=== SOURCE DATA ===
● ● ● ● ●

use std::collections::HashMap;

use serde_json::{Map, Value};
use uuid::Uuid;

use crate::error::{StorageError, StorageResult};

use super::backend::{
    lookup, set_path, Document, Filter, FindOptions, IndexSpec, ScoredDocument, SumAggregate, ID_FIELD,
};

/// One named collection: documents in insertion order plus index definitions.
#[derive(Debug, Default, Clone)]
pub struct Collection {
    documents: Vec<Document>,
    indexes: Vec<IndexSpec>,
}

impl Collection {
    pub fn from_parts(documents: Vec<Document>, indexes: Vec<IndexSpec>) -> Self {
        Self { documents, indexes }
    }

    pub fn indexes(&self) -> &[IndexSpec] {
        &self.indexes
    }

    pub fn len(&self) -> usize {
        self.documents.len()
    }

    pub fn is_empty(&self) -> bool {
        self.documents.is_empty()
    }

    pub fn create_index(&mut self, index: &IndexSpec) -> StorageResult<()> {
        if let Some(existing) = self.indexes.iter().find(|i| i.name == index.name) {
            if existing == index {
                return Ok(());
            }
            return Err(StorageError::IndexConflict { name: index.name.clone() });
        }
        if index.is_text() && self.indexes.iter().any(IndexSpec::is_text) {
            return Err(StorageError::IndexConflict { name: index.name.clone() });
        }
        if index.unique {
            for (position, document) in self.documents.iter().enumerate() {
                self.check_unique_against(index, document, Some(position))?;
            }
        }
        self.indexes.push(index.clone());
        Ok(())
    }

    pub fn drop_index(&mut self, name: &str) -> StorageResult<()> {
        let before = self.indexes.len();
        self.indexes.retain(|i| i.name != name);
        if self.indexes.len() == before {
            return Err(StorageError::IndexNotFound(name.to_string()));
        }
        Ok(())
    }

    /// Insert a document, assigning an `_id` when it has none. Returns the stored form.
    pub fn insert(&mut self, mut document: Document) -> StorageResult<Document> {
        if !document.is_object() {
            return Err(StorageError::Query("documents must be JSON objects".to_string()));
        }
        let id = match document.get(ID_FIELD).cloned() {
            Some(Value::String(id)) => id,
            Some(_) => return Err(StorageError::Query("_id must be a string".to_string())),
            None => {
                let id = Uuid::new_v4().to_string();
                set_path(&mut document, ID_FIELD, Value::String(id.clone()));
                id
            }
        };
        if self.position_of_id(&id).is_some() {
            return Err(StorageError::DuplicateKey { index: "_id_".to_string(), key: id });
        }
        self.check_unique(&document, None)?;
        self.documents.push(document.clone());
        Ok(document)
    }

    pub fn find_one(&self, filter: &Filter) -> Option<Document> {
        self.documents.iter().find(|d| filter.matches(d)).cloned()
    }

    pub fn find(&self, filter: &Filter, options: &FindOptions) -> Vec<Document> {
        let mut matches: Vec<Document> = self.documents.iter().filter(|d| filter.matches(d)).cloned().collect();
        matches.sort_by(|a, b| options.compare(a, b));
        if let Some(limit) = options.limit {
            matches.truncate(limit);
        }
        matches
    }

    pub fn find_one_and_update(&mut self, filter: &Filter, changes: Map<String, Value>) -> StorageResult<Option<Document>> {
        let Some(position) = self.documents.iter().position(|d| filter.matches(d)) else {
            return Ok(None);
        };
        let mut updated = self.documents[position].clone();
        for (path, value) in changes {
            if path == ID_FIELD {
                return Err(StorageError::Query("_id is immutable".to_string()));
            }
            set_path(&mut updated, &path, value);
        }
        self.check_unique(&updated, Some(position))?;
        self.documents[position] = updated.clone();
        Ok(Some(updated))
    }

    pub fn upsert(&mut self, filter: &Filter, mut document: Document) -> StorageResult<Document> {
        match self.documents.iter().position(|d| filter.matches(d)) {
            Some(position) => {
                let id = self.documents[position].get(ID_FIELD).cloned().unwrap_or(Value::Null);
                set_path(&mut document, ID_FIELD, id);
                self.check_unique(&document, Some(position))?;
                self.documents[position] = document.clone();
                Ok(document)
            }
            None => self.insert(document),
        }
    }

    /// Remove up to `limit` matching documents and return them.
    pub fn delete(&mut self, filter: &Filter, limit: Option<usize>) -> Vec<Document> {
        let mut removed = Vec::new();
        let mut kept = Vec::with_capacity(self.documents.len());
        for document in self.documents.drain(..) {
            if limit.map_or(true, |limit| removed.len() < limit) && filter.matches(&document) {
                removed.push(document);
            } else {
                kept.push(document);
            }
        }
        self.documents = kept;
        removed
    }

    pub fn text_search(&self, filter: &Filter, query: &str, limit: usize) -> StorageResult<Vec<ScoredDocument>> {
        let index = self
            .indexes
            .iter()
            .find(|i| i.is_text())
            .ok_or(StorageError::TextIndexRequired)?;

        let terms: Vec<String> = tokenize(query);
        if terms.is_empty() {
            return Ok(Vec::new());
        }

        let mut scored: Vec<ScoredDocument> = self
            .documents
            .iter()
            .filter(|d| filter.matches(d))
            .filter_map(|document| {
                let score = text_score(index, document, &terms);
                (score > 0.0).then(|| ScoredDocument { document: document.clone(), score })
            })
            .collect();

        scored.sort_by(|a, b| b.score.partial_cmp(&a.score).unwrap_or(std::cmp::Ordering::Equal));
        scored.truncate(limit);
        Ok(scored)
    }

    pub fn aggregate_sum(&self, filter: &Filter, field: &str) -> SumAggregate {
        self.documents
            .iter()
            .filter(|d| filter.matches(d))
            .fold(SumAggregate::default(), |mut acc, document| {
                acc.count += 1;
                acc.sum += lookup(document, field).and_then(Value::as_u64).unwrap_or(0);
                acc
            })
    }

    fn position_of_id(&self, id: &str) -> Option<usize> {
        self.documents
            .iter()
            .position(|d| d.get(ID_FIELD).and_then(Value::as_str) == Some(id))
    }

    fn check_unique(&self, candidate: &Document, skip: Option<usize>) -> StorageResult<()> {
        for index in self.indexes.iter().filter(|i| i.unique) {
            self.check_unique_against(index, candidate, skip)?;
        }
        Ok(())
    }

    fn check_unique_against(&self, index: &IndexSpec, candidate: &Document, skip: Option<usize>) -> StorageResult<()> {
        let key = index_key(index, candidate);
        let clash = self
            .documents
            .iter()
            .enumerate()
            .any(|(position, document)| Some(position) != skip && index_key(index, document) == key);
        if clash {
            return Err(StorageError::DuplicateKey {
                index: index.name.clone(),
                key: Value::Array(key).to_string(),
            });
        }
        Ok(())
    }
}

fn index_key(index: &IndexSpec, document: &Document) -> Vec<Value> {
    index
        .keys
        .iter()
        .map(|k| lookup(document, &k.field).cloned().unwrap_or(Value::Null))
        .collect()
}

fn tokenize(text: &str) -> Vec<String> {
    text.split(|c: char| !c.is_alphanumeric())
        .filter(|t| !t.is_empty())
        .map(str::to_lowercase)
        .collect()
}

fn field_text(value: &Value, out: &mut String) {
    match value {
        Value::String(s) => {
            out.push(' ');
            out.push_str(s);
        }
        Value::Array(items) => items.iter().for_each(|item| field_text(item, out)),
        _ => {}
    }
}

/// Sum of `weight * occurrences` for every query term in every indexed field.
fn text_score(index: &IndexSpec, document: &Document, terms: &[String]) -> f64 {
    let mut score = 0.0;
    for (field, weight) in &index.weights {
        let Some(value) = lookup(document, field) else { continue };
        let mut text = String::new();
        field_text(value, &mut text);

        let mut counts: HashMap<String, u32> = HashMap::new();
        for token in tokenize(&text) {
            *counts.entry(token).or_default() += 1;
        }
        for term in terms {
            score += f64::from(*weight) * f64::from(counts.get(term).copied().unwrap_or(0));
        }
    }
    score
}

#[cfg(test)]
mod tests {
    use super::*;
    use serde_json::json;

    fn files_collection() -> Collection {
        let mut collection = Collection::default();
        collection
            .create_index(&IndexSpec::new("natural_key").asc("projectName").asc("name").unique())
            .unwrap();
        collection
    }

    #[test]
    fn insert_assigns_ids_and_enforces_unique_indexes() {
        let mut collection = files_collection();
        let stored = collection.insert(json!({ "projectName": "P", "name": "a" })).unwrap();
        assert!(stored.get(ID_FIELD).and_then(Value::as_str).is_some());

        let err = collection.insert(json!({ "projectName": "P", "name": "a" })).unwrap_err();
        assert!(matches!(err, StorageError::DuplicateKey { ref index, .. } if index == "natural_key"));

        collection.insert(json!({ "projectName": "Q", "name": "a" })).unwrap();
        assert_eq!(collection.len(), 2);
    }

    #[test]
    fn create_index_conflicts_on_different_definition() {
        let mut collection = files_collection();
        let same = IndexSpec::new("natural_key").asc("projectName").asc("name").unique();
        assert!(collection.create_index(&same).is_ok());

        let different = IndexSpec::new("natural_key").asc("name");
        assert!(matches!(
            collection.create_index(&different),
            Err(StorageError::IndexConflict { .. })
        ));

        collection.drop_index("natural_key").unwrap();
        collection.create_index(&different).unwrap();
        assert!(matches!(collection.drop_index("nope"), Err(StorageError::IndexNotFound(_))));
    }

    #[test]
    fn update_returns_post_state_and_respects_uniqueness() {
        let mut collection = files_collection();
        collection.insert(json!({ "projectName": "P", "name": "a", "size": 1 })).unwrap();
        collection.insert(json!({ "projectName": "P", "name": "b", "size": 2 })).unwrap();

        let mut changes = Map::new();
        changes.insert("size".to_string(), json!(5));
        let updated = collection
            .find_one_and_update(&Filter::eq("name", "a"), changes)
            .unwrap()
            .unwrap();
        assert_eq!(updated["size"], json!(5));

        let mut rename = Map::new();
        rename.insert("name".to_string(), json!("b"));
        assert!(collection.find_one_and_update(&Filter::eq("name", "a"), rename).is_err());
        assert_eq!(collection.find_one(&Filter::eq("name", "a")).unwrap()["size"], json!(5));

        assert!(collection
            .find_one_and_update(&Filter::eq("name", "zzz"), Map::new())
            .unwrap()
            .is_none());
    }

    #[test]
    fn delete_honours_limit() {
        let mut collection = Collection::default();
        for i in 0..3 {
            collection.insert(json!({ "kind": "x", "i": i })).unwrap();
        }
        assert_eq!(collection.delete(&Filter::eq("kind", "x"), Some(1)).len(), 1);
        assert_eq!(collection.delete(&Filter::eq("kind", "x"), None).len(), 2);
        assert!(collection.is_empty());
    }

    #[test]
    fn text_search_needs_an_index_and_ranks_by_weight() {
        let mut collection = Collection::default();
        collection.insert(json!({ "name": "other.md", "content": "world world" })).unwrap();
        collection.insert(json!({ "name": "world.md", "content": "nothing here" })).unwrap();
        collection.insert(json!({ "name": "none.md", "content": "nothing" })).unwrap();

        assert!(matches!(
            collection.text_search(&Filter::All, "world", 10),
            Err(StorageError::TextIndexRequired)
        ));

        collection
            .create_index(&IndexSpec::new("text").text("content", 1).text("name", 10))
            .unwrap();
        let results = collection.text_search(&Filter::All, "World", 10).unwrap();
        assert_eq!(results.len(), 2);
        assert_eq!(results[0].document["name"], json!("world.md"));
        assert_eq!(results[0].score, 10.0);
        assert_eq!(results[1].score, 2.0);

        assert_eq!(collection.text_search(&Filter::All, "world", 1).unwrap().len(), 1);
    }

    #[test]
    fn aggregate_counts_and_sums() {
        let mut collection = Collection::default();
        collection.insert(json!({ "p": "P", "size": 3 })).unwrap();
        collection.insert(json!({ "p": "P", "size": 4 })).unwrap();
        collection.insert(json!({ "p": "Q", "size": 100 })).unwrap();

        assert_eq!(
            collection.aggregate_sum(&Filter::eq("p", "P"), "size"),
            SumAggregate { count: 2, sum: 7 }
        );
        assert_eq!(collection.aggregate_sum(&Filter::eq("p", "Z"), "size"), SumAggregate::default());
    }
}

● ● ● ● ●

=== THE TASK ===
In the records above, find each line with the word "truncate" and copy it out.

=== ANSWER SPACE ===
            matches.truncate(limit);
        scored.truncate(limit);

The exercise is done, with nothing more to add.